EXERCISE OBJECTIVE
State the number of lines in these records that include the word "BTreeMap", and add nothing to it.

Collection entries
use std::collections::BTreeMap;

use super::model::{Category, Course};

// ---------------------------------------------------------------------------
// Grading tables
// ---------------------------------------------------------------------------

// (lower bound, points) pairs; a score earns the points of the first band
// whose lower bound it reaches. Scores below every bound fall through to the
// scale's floor value.

const STANDARD_FIVE_BANDS: &[(f64, f64)] = &[(90.0, 5.0), (80.0, 4.0), (70.0, 3.0), (60.0, 2.0)];
const STANDARD_FIVE_FLOOR: f64 = 1.0;

const STANDARD_FOUR_BANDS: &[(f64, f64)] = &[(90.0, 4.0), (80.0, 3.0), (70.0, 2.0), (60.0, 1.0)];
const STANDARD_FOUR_FLOOR: f64 = 0.0;

const PKU_BANDS: &[(f64, f64)] = &[
    (90.0, 4.0),
    (85.0, 3.7),
    (82.0, 3.3),
    (78.0, 3.0),
    (75.0, 2.7),
    (72.0, 2.3),
    (68.0, 2.0),
    (64.0, 1.5),
    (60.0, 1.0),
];
const PKU_FLOOR: f64 = 0.0;

fn band_points(score: f64, bands: &[(f64, f64)], floor: f64) -> f64 {
    bands
        .iter()
        .find(|(lower, _)| score >= *lower)
        .map(|(_, points)| *points)
        .unwrap_or(floor)
}

// ---------------------------------------------------------------------------
// GradeScale – the five weighting formulas
// ---------------------------------------------------------------------------

/// A mapping from a numeric score to the value averaged over courses.
#[derive(Debug, Clone, Copy, PartialEq, Eq, PartialOrd, Ord, Hash)]
pub enum GradeScale {
    /// The raw score itself (credit-weighted average score).
    Percentage,
    /// 5.0 / 4.0 / 3.0 / 2.0 / 1.0 at 90 / 80 / 70 / 60 / below.
    StandardFive,
    /// 4.0 / 3.0 / 2.0 / 1.0 / 0.0 at 90 / 80 / 70 / 60 / below.
    StandardFour,
    /// Ten-band PKU 4-point scale.
    Pku,
    /// `max(0, (score - 50) / 10)`.
    Linear,
}

impl GradeScale {
    /// The four point-based scales drawn in the chart.
    pub const GPA_SCALES: [GradeScale; 4] = [
        GradeScale::StandardFive,
        GradeScale::StandardFour,
        GradeScale::Pku,
        GradeScale::Linear,
    ];

    pub fn label(self) -> &'static str {
        match self {
            GradeScale::Percentage => "Average Score",
            GradeScale::StandardFive => "Standard 5-Point",
            GradeScale::StandardFour => "Standard 4-Point",
            GradeScale::Pku => "PKU 4-Point",
            GradeScale::Linear => "Linear",
        }
    }

    /// Points earned by a single score on this scale.
    pub fn points(self, score: f64) -> f64 {
        match self {
            GradeScale::Percentage => score,
            GradeScale::StandardFive => band_points(score, STANDARD_FIVE_BANDS, STANDARD_FIVE_FLOOR),
            GradeScale::StandardFour => band_points(score, STANDARD_FOUR_BANDS, STANDARD_FOUR_FLOOR),
            GradeScale::Pku => band_points(score, PKU_BANDS, PKU_FLOOR),
            GradeScale::Linear => ((score - 50.0) / 10.0).max(0.0),
        }
    }
}

// ---------------------------------------------------------------------------
// Aggregates
// ---------------------------------------------------------------------------

/// Credit-weighted mean of `scale.points(score)` over the given courses.
/// Returns `0.0` when the total credit is zero.
fn weighted_mean<'a>(courses: impl IntoIterator<Item = &'a Course>, scale: GradeScale) -> f64 {
    let (weighted, credits) = courses.into_iter().fold((0.0, 0.0), |(w, c), course| {
        (
            w + scale.points(course.score()) * course.credit(),
            c + course.credit(),
        )
    });
    if credits == 0.0 {
        0.0
    } else {
        weighted / credits
    }
}

/// Aggregate over the courses that count toward the GPA.
pub fn grade_average(courses: &[Course], scale: GradeScale) -> f64 {
    weighted_mean(courses.iter().filter(|c| c.selected()), scale)
}

/// Credit-weighted average score of the counted courses in one category.
pub fn category_average(courses: &[Course], category: Category) -> f64 {
    weighted_mean(
        courses
            .iter()
            .filter(|c| c.selected() && c.category() == category),
        GradeScale::Percentage,
    )
}

/// Every number shown in the summary panel.
#[derive(Debug, Clone, Default, PartialEq)]
pub struct ScoreSummary {
    pub average_score: f64,
    pub standard_five: f64,
    pub standard_four: f64,
    pub pku: f64,
    pub linear: f64,
    pub category_averages: BTreeMap<Category, f64>,
}

impl ScoreSummary {
    pub fn compute(courses: &[Course]) -> Self {
        ScoreSummary {
            average_score: grade_average(courses, GradeScale::Percentage),
            standard_five: grade_average(courses, GradeScale::StandardFive),
            standard_four: grade_average(courses, GradeScale::StandardFour),
            pku: grade_average(courses, GradeScale::Pku),
            linear: grade_average(courses, GradeScale::Linear),
            category_averages: Category::ALL
                .iter()
                .map(|&cat| (cat, category_average(courses, cat)))
                .collect(),
        }
    }

    /// Value for one scale, as stored in this summary.
    pub fn get(&self, scale: GradeScale) -> f64 {
        match scale {
            GradeScale::Percentage => self.average_score,
            GradeScale::StandardFive => self.standard_five,
            GradeScale::StandardFour => self.standard_four,
            GradeScale::Pku => self.pku,
            GradeScale::Linear => self.linear,
        }
    }

    pub fn category(&self, category: Category) -> f64 {
        self.category_averages.get(&category).copied().unwrap_or(0.0)
    }
}
use std::path::{Path, PathBuf};

use serde::{Deserialize, Serialize};
use thiserror::Error;

use super::model::{Category, Course};

/// Column titles of the data file, in the fixed column order.
pub const HEADERS: [&str; 6] = [
    "Course Name",
    "Credit",
    "Score",
    "Counts Toward GPA",
    "Semester",
    "Course Type",
];

/// File used when nothing else is configured.
pub const DEFAULT_FILE_NAME: &str = "score.csv";

// ---------------------------------------------------------------------------
// Errors
// ---------------------------------------------------------------------------

/// Failure to open, read or write the backing file.
#[derive(Debug, Error)]
pub enum StoreError {
    #[error("cannot access {}: {source}", .path.display())]
    Io {
        path: PathBuf,
        #[source]
        source: std::io::Error,
    },

    #[error("cannot read or write {}: {source}", .path.display())]
    Csv {
        path: PathBuf,
        #[source]
        source: csv::Error,
    },
}

pub type StoreResult<T> = Result<T, StoreError>;

// ---------------------------------------------------------------------------
// Row layout
// ---------------------------------------------------------------------------

/// On-disk shape of a course. Fields are (de)serialized positionally, so the
/// header text never influences parsing.
#[derive(Debug, Serialize, Deserialize)]
struct CourseRow {
    name: String,
    credit: f64,
    score: f64,
    selected: bool,
    semester: String,
    category: Category,
}

impl From<&Course> for CourseRow {
    fn from(course: &Course) -> Self {
        CourseRow {
            name: course.name().to_string(),
            credit: course.credit(),
            score: course.score(),
            selected: course.selected(),
            semester: course.semester().to_string(),
            category: course.category(),
        }
    }
}

impl From<CourseRow> for Course {
    fn from(row: CourseRow) -> Self {
        Course::new(
            row.name,
            row.credit,
            row.score,
            row.selected,
            row.semester,
            row.category,
        )
    }
}

// ---------------------------------------------------------------------------
// CourseStore – whole-file load / save
// ---------------------------------------------------------------------------

/// Reads and writes the complete course list to a single CSV spreadsheet.
///
/// Every save rewrites the whole file. There is no locking: if another
/// program edits the file between a load and a save, its changes are lost.
#[derive(Debug, Clone)]
pub struct CourseStore {
    path: PathBuf,
}

impl CourseStore {
    pub fn new(path: impl Into<PathBuf>) -> Self {
        Self { path: path.into() }
    }

    pub fn path(&self) -> &Path {
        &self.path
    }

    /// Load every well-formed course from the backing file.
    ///
    /// A missing file is created with only the header row. Rows that fail
    /// to parse are skipped with a warning; I/O failures abort the load.
    pub fn load(&self) -> StoreResult<Vec<Course>> {
        if !self.path.exists() {
            log::info!("{} not found, creating an empty one", self.path.display());
            self.save(&[])?;
            return Ok(Vec::new());
        }

        // Row widths are checked per record, so a header of another width
        // does not poison every data row.
        let mut reader = csv::ReaderBuilder::new()
            .has_headers(true)
            .flexible(true)
            .from_path(&self.path)
            .map_err(|e| self.csv_error(e))?;

        let mut courses = Vec::new();
        let mut skipped = 0usize;

        for (row_no, result) in reader.records().enumerate() {
            // Data rows are numbered from 1; the header is not counted.
            let row_no = row_no + 1;
            let record = match result {
                Ok(record) => record,
                Err(e) if e.is_io_error() => return Err(self.csv_error(e)),
                Err(e) => {
                    log::warn!("Skipping row {row_no} of {}: {e}", self.path.display());
                    skipped += 1;
                    continue;
                }
            };
            if record.len() != HEADERS.len() {
                log::warn!(
                    "Skipping row {row_no} of {}: expected {} fields, found {}",
                    self.path.display(),
                    HEADERS.len(),
                    record.len()
                );
                skipped += 1;
                continue;
            }
            match record.deserialize::<CourseRow>(None) {
                Ok(row) => courses.push(Course::from(row)),
                Err(e) => {
                    log::warn!("Skipping row {row_no} of {}: {e}", self.path.display());
                    skipped += 1;
                }
            }
        }

        log::info!(
            "Loaded {} courses from {} ({skipped} rows skipped)",
            courses.len(),
            self.path.display()
        );
        Ok(courses)
    }

    /// Overwrite the backing file with the header and one row per course.
    pub fn save(&self, courses: &[Course]) -> StoreResult<()> {
        let mut writer = csv::WriterBuilder::new()
            .has_headers(false)
            .from_path(&self.path)
            .map_err(|e| self.csv_error(e))?;

        writer
            .write_record(HEADERS)
            .map_err(|e| self.csv_error(e))?;
        for course in courses {
            writer
                .serialize(CourseRow::from(course))
                .map_err(|e| self.csv_error(e))?;
        }
        writer.flush().map_err(|e| StoreError::Io {
            path: self.path.clone(),
            source: e,
        })?;

        log::debug!("Saved {} courses to {}", courses.len(), self.path.display());
        Ok(())
    }

    fn csv_error(&self, source: csv::Error) -> StoreError {
        StoreError::Csv {
            path: self.path.clone(),
            source,
        }
    }
}

#[cfg(test)]
mod tests {
    use std::fs;

    use tempfile::TempDir;

    use super::*;

    fn store_in(dir: &TempDir) -> CourseStore {
        CourseStore::new(dir.path().join(DEFAULT_FILE_NAME))
    }

    fn sample_courses() -> Vec<Course> {
        vec![
            Course::new("Calculus I", 5.0, 91.5, true, "2022-1", Category::Major),
            Course::new("Modern History", 2.0, 78.0, true, "2022-1", Category::Political),
            Course::new("Swimming", 1.0, 60.0, false, "2022-2", Category::Quality),
            Course::new("Art, Music & Film", 1.5, 85.25, true, "2023-1", Category::General),
        ]
    }

    #[test]
    fn test_load_creates_missing_file_with_header() {
        let dir = tempfile::tempdir().unwrap();
        let store = store_in(&dir);

        let courses = store.load().unwrap();
        assert!(courses.is_empty());

        let content = fs::read_to_string(store.path()).unwrap();
        assert_eq!(
            content.trim_end(),
            "Course Name,Credit,Score,Counts Toward GPA,Semester,Course Type"
        );
    }

    #[test]
    fn test_round_trip() {
        let dir = tempfile::tempdir().unwrap();
        let store = store_in(&dir);
        let courses = sample_courses();

        store.save(&courses).unwrap();
        let loaded = store.load().unwrap();
        assert_eq!(loaded, courses);
    }

    #[test]
    fn test_round_trip_drops_major_flag() {
        let dir = tempfile::tempdir().unwrap();
        let store = store_in(&dir);
        let course =
            Course::new("Databases", 3.0, 88.0, true, "2023-2", Category::Major).with_major_course(true);

        store.save(std::slice::from_ref(&course)).unwrap();
        let loaded = store.load().unwrap();
        assert_eq!(loaded, vec![course.with_major_course(false)]);
    }

    #[test]
    fn test_category_written_by_symbol() {
        let dir = tempfile::tempdir().unwrap();
        let store = store_in(&dir);
        store.save(&sample_courses()).unwrap();

        let content = fs::read_to_string(store.path()).unwrap();
        let lines: Vec<&str> = content.lines().collect();
        assert_eq!(lines.len(), 5);
        assert_eq!(lines[1], "Calculus I,5.0,91.5,true,2022-1,MAJOR");
        assert!(lines[4].ends_with(",GENERAL"));
        assert!(!content.contains("Major Course"));
    }

    #[test]
    fn test_save_replaces_previous_content() {
        let dir = tempfile::tempdir().unwrap();
        let store = store_in(&dir);
        store.save(&sample_courses()).unwrap();

        let shorter = vec![Course::new("Only", 2.0, 75.0, true, "2024-1", Category::General)];
        store.save(&shorter).unwrap();
        assert_eq!(store.load().unwrap(), shorter);
    }

    #[test]
    fn test_malformed_rows_are_skipped() {
        let dir = tempfile::tempdir().unwrap();
        let store = store_in(&dir);
        let content = "\
Course Name,Credit,Score,Counts Toward GPA,Semester,Course Type
Algorithms,4,95,true,2023-1,MAJOR
Broken,four,95,true,2023-1,MAJOR
Unknown Type,2,80,true,2023-1,ELECTIVE
Too Short,2,80
Not A Bool,2,80,maybe,2023-1,GENERAL
Sociology,2,72.5,false,2023-2,QUALITY
";
        fs::write(store.path(), content).unwrap();

        let loaded = store.load().unwrap();
        assert_eq!(
            loaded,
            vec![
                Course::new("Algorithms", 4.0, 95.0, true, "2023-1", Category::Major),
                Course::new("Sociology", 2.0, 72.5, false, "2023-2", Category::Quality),
            ]
        );
    }

    #[test]
    fn test_load_ignores_header_text() {
        let dir = tempfile::tempdir().unwrap();
        let store = store_in(&dir);
        fs::write(store.path(), "a,b,c,d,e,f\nOptics,3,66,true,2021-2,GENERAL\n").unwrap();

        let loaded = store.load().unwrap();
        assert_eq!(
            loaded,
            vec![Course::new("Optics", 3.0, 66.0, true, "2021-2", Category::General)]
        );
    }

    #[test]
    fn test_save_into_missing_directory_fails() {
        let dir = tempfile::tempdir().unwrap();
        let store = CourseStore::new(dir.path().join("missing").join(DEFAULT_FILE_NAME));

        let err = store.save(&sample_courses()).unwrap_err();
        assert!(err.to_string().contains("missing"));
    }

    #[test]
    fn test_header_width_does_not_affect_rows() {
        let dir = tempfile::tempdir().unwrap();
        let store = store_in(&dir);
        let content = "\
Course Name,Credit,Score,Counts Toward GPA,Semester
Optics,3,66,true,2021-2,GENERAL
Too Short,2,80,true,2021-2
Too Long,2,80,true,2021-2,MAJOR,extra
Ethics,1,88,false,2021-2,POLITICAL
";
        fs::write(store.path(), content).unwrap();

        assert_eq!(
            store.load().unwrap(),
            vec![
                Course::new("Optics", 3.0, 66.0, true, "2021-2", Category::General),
                Course::new("Ethics", 1.0, 88.0, false, "2021-2", Category::Political),
            ]
        );
    }

    #[test]
    fn test_load_directory_fails() {
        let dir = tempfile::tempdir().unwrap();
        let store = CourseStore::new(dir.path());
        assert!(matches!(store.load(), Err(StoreError::Csv { .. })));
    }
}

SOLUTION TO THIS EXERCISE
2